(MATERIAL PROVIDED)

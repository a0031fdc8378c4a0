//! 批次报告

use atp_executor::ExecutorError;
use chrono::{DateTime, Utc};
use serde::{Deserialize, Serialize};
use std::path::{Path, PathBuf};
use uuid::Uuid;

use crate::{OrchestratorError, Result};

/// 错误描述
#[derive(Debug, Clone, PartialEq, Eq, Serialize, Deserialize)]
pub struct ErrorDescriptor {
    /// 错误类别
    pub kind: String,

    /// 错误信息
    pub message: String,
}

impl From<&ExecutorError> for ErrorDescriptor {
    fn from(error: &ExecutorError) -> Self {
        Self {
            kind: error.kind().to_string(),
            message: error.to_string(),
        }
    }
}

/// 单次运行结果
#[derive(Debug, Clone, Serialize, Deserialize)]
pub struct ScenarioOutcome {
    /// 场景名称
    pub name: String,

    /// 第几次重复 (从 1 开始)
    pub repetition: u32,

    /// 全局运行序号
    pub run_index: u64,

    /// 是否成功
    pub succeeded: bool,

    /// 失败原因
    #[serde(skip_serializing_if = "Option::is_none")]
    pub error: Option<ErrorDescriptor>,

    /// 开始时间
    pub started_at: DateTime<Utc>,

    /// 墙钟耗时 (毫秒)
    pub duration_ms: u64,

    /// 已执行事件数
    pub events_invoked: usize,

    /// 数据记录文件
    pub data_log_file: PathBuf,

    /// 采集文件
    pub capture_file: PathBuf,
}

/// 批次报告
#[derive(Debug, Clone, Serialize, Deserialize)]
pub struct BatchReport {
    /// 批次 ID
    pub batch_id: Uuid,

    /// 开始时间
    pub started_at: DateTime<Utc>,

    /// 结束时间
    pub finished_at: DateTime<Utc>,

    /// 总运行次数
    pub total_runs: usize,

    /// 成功次数
    pub succeeded: usize,

    /// 失败次数
    pub failed: usize,

    /// 运行结果列表
    pub outcomes: Vec<ScenarioOutcome>,
}

impl BatchReport {
    /// 由运行结果生成报告
    pub fn new(batch_id: Uuid, started_at: DateTime<Utc>, outcomes: Vec<ScenarioOutcome>) -> Self {
        let succeeded = outcomes.iter().filter(|o| o.succeeded).count();
        Self {
            batch_id,
            started_at,
            finished_at: Utc::now(),
            total_runs: outcomes.len(),
            succeeded,
            failed: outcomes.len() - succeeded,
            outcomes,
        }
    }

    /// 全部运行成功
    pub fn is_success(&self) -> bool {
        self.failed == 0 && self.total_runs > 0
    }

    /// 失败的运行
    pub fn failures(&self) -> impl Iterator<Item = &ScenarioOutcome> {
        self.outcomes.iter().filter(|o| !o.succeeded)
    }

    /// 导出为 JSON
    pub fn to_json(&self) -> Result<String> {
        serde_json::to_string_pretty(self).map_err(|e| OrchestratorError::SerdeError(e.to_string()))
    }

    /// 导出为 YAML
    pub fn to_yaml(&self) -> Result<String> {
        serde_yaml::to_string(self).map_err(|e| OrchestratorError::SerdeError(e.to_string()))
    }

    /// 保存报告, 扩展名为 yaml/yml 时写 YAML, 否则写 JSON
    pub fn save(&self, path: &Path) -> Result<()> {
        let content = match path.extension().and_then(|s| s.to_str()) {
            Some("yaml") | Some("yml") => self.to_yaml()?,
            _ => self.to_json()?,
        };
        if let Some(parent) = path.parent() {
            if !parent.as_os_str().is_empty() {
                std::fs::create_dir_all(parent)?;
            }
        }
        std::fs::write(path, content)?;
        Ok(())
    }
}

#[cfg(test)]
mod tests {
    use super::*;

    fn outcome(name: &str, error: Option<ExecutorError>) -> ScenarioOutcome {
        ScenarioOutcome {
            name: name.to_string(),
            repetition: 1,
            run_index: 1,
            succeeded: error.is_none(),
            error: error.as_ref().map(ErrorDescriptor::from),
            started_at: Utc::now(),
            duration_ms: 12,
            events_invoked: 3,
            data_log_file: PathBuf::from("a_datalog.csv"),
            capture_file: PathBuf::from("a_capture.csv"),
        }
    }

    #[test]
    fn test_report_counts() {
        let report = BatchReport::new(
            Uuid::new_v4(),
            Utc::now(),
            vec![
                outcome("a", None),
                outcome("b", Some(ExecutorError::EmptySchedule)),
                outcome("c", None),
            ],
        );
        assert_eq!(report.total_runs, 3);
        assert_eq!(report.succeeded, 2);
        assert_eq!(report.failed, 1);
        assert!(!report.is_success());
        assert_eq!(report.failures().next().map(|o| o.name.as_str()), Some("b"));
    }

    #[test]
    fn test_empty_report_is_not_success() {
        let report = BatchReport::new(Uuid::new_v4(), Utc::now(), vec![]);
        assert!(!report.is_success());
    }

    #[test]
    fn test_error_descriptor() {
        let error = ExecutorError::UnexpectedStop { sim_time: 1.5 };
        let descriptor = ErrorDescriptor::from(&error);
        assert_eq!(descriptor.kind, "UnexpectedStop");
        assert!(descriptor.message.contains("1.500000"));
    }

    #[test]
    fn test_save_json_and_yaml() {
        let dir = tempfile::tempdir().unwrap();
        let report = BatchReport::new(
            Uuid::new_v4(),
            Utc::now(),
            vec![outcome("a", Some(ExecutorError::Startup("busy".to_string())))],
        );

        let json_path = dir.path().join("report.json");
        report.save(&json_path).unwrap();
        let json: serde_json::Value =
            serde_json::from_str(&std::fs::read_to_string(&json_path).unwrap()).unwrap();
        assert_eq!(json["failed"], 1);
        assert_eq!(json["outcomes"][0]["error"]["kind"], "Startup");

        let yaml_path = dir.path().join("out").join("report.yaml");
        report.save(&yaml_path).unwrap();
        let loaded: BatchReport =
            serde_yaml::from_str(&std::fs::read_to_string(&yaml_path).unwrap()).unwrap();
        assert_eq!(loaded.batch_id, report.batch_id);
        assert_eq!(loaded.outcomes.len(), 1);
    }
}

(End MATERIAL PROVIDED)

■ **ASSIGNMENT**
The first line of the entries, the line with "DateTime<Utc>, outcomes: Vec<ScenarioOutcome>)", and every line between them should be retyped exactly, and nothing else.

■ **TASK OUTPUT**
repository a0031fdc8378c4a0
//! 批次报告

use atp_executor::ExecutorError;
use chrono::{DateTime, Utc};
use serde::{Deserialize, Serialize};
use std::path::{Path, PathBuf};
use uuid::Uuid;

use crate::{OrchestratorError, Result};

/// 错误描述
#[derive(Debug, Clone, PartialEq, Eq, Serialize, Deserialize)]
pub struct ErrorDescriptor {
    /// 错误类别
    pub kind: String,

    /// 错误信息
    pub message: String,
}

impl From<&ExecutorError> for ErrorDescriptor {
    fn from(error: &ExecutorError) -> Self {
        Self {
            kind: error.kind().to_string(),
            message: error.to_string(),
        }
    }
}

/// 单次运行结果
#[derive(Debug, Clone, Serialize, Deserialize)]
pub struct ScenarioOutcome {
    /// 场景名称
    pub name: String,

    /// 第几次重复 (从 1 开始)
    pub repetition: u32,

    /// 全局运行序号
    pub run_index: u64,

    /// 是否成功
    pub succeeded: bool,

    /// 失败原因
    #[serde(skip_serializing_if = "Option::is_none")]
    pub error: Option<ErrorDescriptor>,

    /// 开始时间
    pub started_at: DateTime<Utc>,

    /// 墙钟耗时 (毫秒)
    pub duration_ms: u64,

    /// 已执行事件数
    pub events_invoked: usize,

    /// 数据记录文件
    pub data_log_file: PathBuf,

    /// 采集文件
    pub capture_file: PathBuf,
}

/// 批次报告
#[derive(Debug, Clone, Serialize, Deserialize)]
pub struct BatchReport {
    /// 批次 ID
    pub batch_id: Uuid,

    /// 开始时间
    pub started_at: DateTime<Utc>,

    /// 结束时间
    pub finished_at: DateTime<Utc>,

    /// 总运行次数
    pub total_runs: usize,

    /// 成功次数
    pub succeeded: usize,

    /// 失败次数
    pub failed: usize,

    /// 运行结果列表
    pub outcomes: Vec<ScenarioOutcome>,
}

impl BatchReport {
    /// 由运行结果生成报告
    pub fn new(batch_id: Uuid, started_at: DateTime<Utc>, outcomes: Vec<ScenarioOutcome>) -> Self {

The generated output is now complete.